*WHAT IS NEEDED*. Using the data below, return every line that holds the word "groups".

[Records excerpted from a collection]
**********

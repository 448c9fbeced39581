//! Nonlinear fitting of named parameter groups.
//!
//! Responsibilities:
//!
//! - ravel/unravel named groups for the optimisers
//! - weighted Levenberg–Marquardt fits with held-fixed groups
//! - Nelder–Mead fallback for models without a Jacobian

pub mod fitter;

pub use fitter::*;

**********

*SOLUTION BELOW*.
//! Nonlinear fitting of named parameter groups.
//! - ravel/unravel named groups for the optimisers
//! - weighted Levenberg–Marquardt fits with held-fixed groups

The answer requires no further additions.